Keywords
herpes hepatitis - fulminant herpes - pregnancy herpes - disseminated herpes
Fulminant herpes simplex virus (HSV) hepatitis with disseminated extrahepatic involvement
is a rare complication of herpes virus infection, traditionally described in significantly
immunocompromised hosts.[1] The immunosuppressive effects of pregnancy make pregnant women the second most common
population to suffer from disseminated disease.[2] Humoral and cell-mediated immunity are most depressed in the third trimester, as
demonstrated by decreased T-cell count and altered B-/T-cell ratios.[2] Disseminated disease is life-threatening, with maternal mortality risk reported
to be as high as 39%.[2] The current treatment recommendation for fulminant HSV hepatitis in pregnancy is
intravenous (IV) acyclovir, with the addition of foscarnet for acyclovir-resistant
cases.[3] We present a case refractory to both acyclovir and foscarnet, the first of its kind
reported in the literature.[4] Ultimately, only delivery resulted in resolution of maternal hepatic and neurologic
dysfunction.
Case Report
The patient was a 24-year-old gravida 1 with no significant medical history who presented
to our hospital as a transfer of care at 272/7 weeks' gestation with fever of unknown origin, hepatic failure, and leukopenia. She
presented to the outside facility 7 days prior with vague complaints of fever, nausea,
abdominal pain, malaise, and anorexia. At the outside hospital, she was noted to have
mild transaminitis (alanine transaminase [ALT] 205 U/L, aspartate transaminase [AST]

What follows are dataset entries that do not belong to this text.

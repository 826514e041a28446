//! Deciding whether a dropbox entry came from a given package's process.
//!
//! The tricky part is the token boundary: `com.app.package` must not match
//! an entry produced by `com.app.package.sub` or `com.app.package_other`,
//! but it must match `com.app.package:pushservice`, which is how Android
//! names a package's secondary processes.

use lazy_static::lazy_static;
use regex::Regex;

lazy_static! {
    static ref PROCESS_OR_CMDLINE: Regex =
        Regex::new(r"(?m)^(?:Process|Cmd line): ").unwrap();
}

/// The end of a process-name token: end of line/input or anything that isn't
/// a word character, `.` or `_`. A `:` lands in the negated class, so
/// secondary process names are accepted.
const TOKEN_END: &'static str = r"(?:$|[^0-9A-Za-z_.])";

/// Start of a bare token: start of line or a non-identifier character
const TOKEN_START: &'static str = r"(?:^|[^0-9A-Za-z_.])";

/// Returns true if the entry text looks like it was produced by the given
/// package's process.
///
/// Crash style entries carry a `Process: <name>` header and native crashes a
/// `Cmd line: <name>` one; those are checked first and are authoritative: if
/// either header is present but names another process, the entry is not
/// attributed to the package. Only entries without any such header fall back
/// to searching for the package name as a whole token anywhere in the text.
pub fn entry_matches_package(entry_text: &str, package: &str) -> bool {
    let escaped = regex::escape(package);

    let process_re = Regex::new(&format!(r"(?m)^Process: {}{}", escaped, TOKEN_END)).unwrap();
    if process_re.is_match(entry_text) {
        return true;
    }

    let cmd_line_re = Regex::new(&format!(r"(?m)^Cmd line: {}{}", escaped, TOKEN_END)).unwrap();
    if cmd_line_re.is_match(entry_text) {
        return true;
    }

    if PROCESS_OR_CMDLINE.is_match(entry_text) {
        // There is a process header and it's for somebody else
        return false;
    }

    let bare_re = Regex::new(&format!(
        r"(?m){}{}{}",
        TOKEN_START, escaped, TOKEN_END
    ))
    .unwrap();
    bare_re.is_match(entry_text)
}

#[cfg(test)]
mod test {
    use super::*;

    const PKG: &'static str = "com.app.package";

    #[test]
    fn test_process_line_exact() {
        assert!(entry_matches_package("Process: com.app.package", PKG));
        assert!(entry_matches_package(
            "Build: google/flame\nProcess: com.app.package\nFlags: 0x30c8be45",
            PKG
        ));
    }

    #[test]
    fn test_process_line_boundaries() {
        // A secondary process is still this package
        assert!(entry_matches_package("Process: com.app.package:sub", PKG));
        // A longer package sharing the prefix is not
        assert!(!entry_matches_package("Process: com.app.package.sub", PKG));
        assert!(!entry_matches_package("Process: com.app.package_sub", PKG));
        assert!(!entry_matches_package("Process: com.app.packagex", PKG));
    }

    #[test]
    fn test_mid_line_process_is_not_a_header() {
        // "Process:" mid-line is not a header, so the bare-token fallback
        // applies and the space-bounded package name matches
        assert!(entry_matches_package(
            "Some Process: com.app.package here",
            PKG
        ));
        // But a mid-line mention of a longer name still fails the boundary
        assert!(!entry_matches_package(
            "Some Process: com.app.package.sub here",
            PKG
        ));
    }

    #[test]
    fn test_cmd_line() {
        assert!(entry_matches_package(
            "Tombstone written\nCmd line: com.app.package",
            PKG
        ));
        assert!(!entry_matches_package("Cmd line: com.app.package.sub", PKG));
        assert!(entry_matches_package("Cmd line: com.app.package:remote", PKG));
    }

    #[test]
    fn test_process_header_is_authoritative() {
        // The header names another process; a bare mention elsewhere in the
        // text must not rescue the match
        let text = "Process: com.other.app\nACodec shutting down com.app.package now";
        assert!(!entry_matches_package(text, PKG));
    }

    #[test]
    fn test_bare_token_fallback() {
        assert!(entry_matches_package("wtf in com.app.package handler", PKG));
        assert!(entry_matches_package("killing com.app.package)", PKG));
        assert!(entry_matches_package("died: com.app.package", PKG));
        assert!(entry_matches_package("com.app.package:sync uid 10134", PKG));

        assert!(!entry_matches_package("acom.app.package", PKG));
        assert!(!entry_matches_package("com.app.package.a crashed", PKG));
        assert!(!entry_matches_package("com.app.package_a crashed", PKG));
        assert!(!entry_matches_package("unrelated text", PKG));
    }

    #[test]
    fn test_escapes_package_name() {
        // The dots in a package name are literals, not regex wildcards
        assert!(!entry_matches_package("Process: comxappxpackage", PKG));
    }
}
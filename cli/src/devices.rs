use clap::{self, Args};

use dropcheck::adb::Adb;
use dropcheck::{DefaultContext, ExecAdb};

/// List connected adb devices
#[derive(Args)]
pub struct Devices {}

impl Devices {
    pub fn run(&self) -> anyhow::Result<()> {
        let ctx = DefaultContext::new();
        let adb = ExecAdb::new(&ctx)?;

        for serial in adb.get_connected_devices()? {
            println!("{}", serial);
        }
        Ok(())
    }
}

357 U/L) and persistent fevers. Empiric broad-spectrum antimicrobial coverage was
initiated, including azithromycin, piperacillin/tazobactam, and acyclovir. Initial
laboratory evaluation included negative blood cultures and hepatitis panel. Additionally,
antibody testing was negative for rapid plasma reagin (RPR), human immunodeficiency
virus, rubella, toxoplasma, streptococcus pneumovirus, influenza A/B, respiratory
syncytial virus (RSV), parainfluenza, legionella, chlamydia, gonorrhea, and antinuclear
antibody (ANA). Epstein-Barr virus testing was consistent with remote infection. Due
to continued fevers, hypoxemia, a new chest consolidation, and worsening liver failure
with associated coagulopathy, the patient was transferred to the medical intensive
care unit (MICU) at our facility on hospital day 7.
Upon arrival to our MICU, physical exam was significant for mild jaundice and a few
very small shallow, friable ulcerations on the labia. We obtained HSV cultures and
continued broad-spectrum antibiotics with IV acyclovir from the outside facility.
Despite supportive care and appropriate antiviral therapy, the patient's hepatic dysfunction
worsened (AST 2290 U/L, ALT 783 U/L, lactate dehydrogenase 6551 U/L, and total bilirubin
7.5 mg/dL) with associated coagulopathy (international normalized ratio [INR] 1.9).
On hospital day 8, she developed significant pancytopenia, hypotension requiring dual-agent
pressor therapy, and acute respiratory failure requiring intubation. She had significantly
altered mental status concerning for hepatic encephalopathy versus herpetic encephalitis.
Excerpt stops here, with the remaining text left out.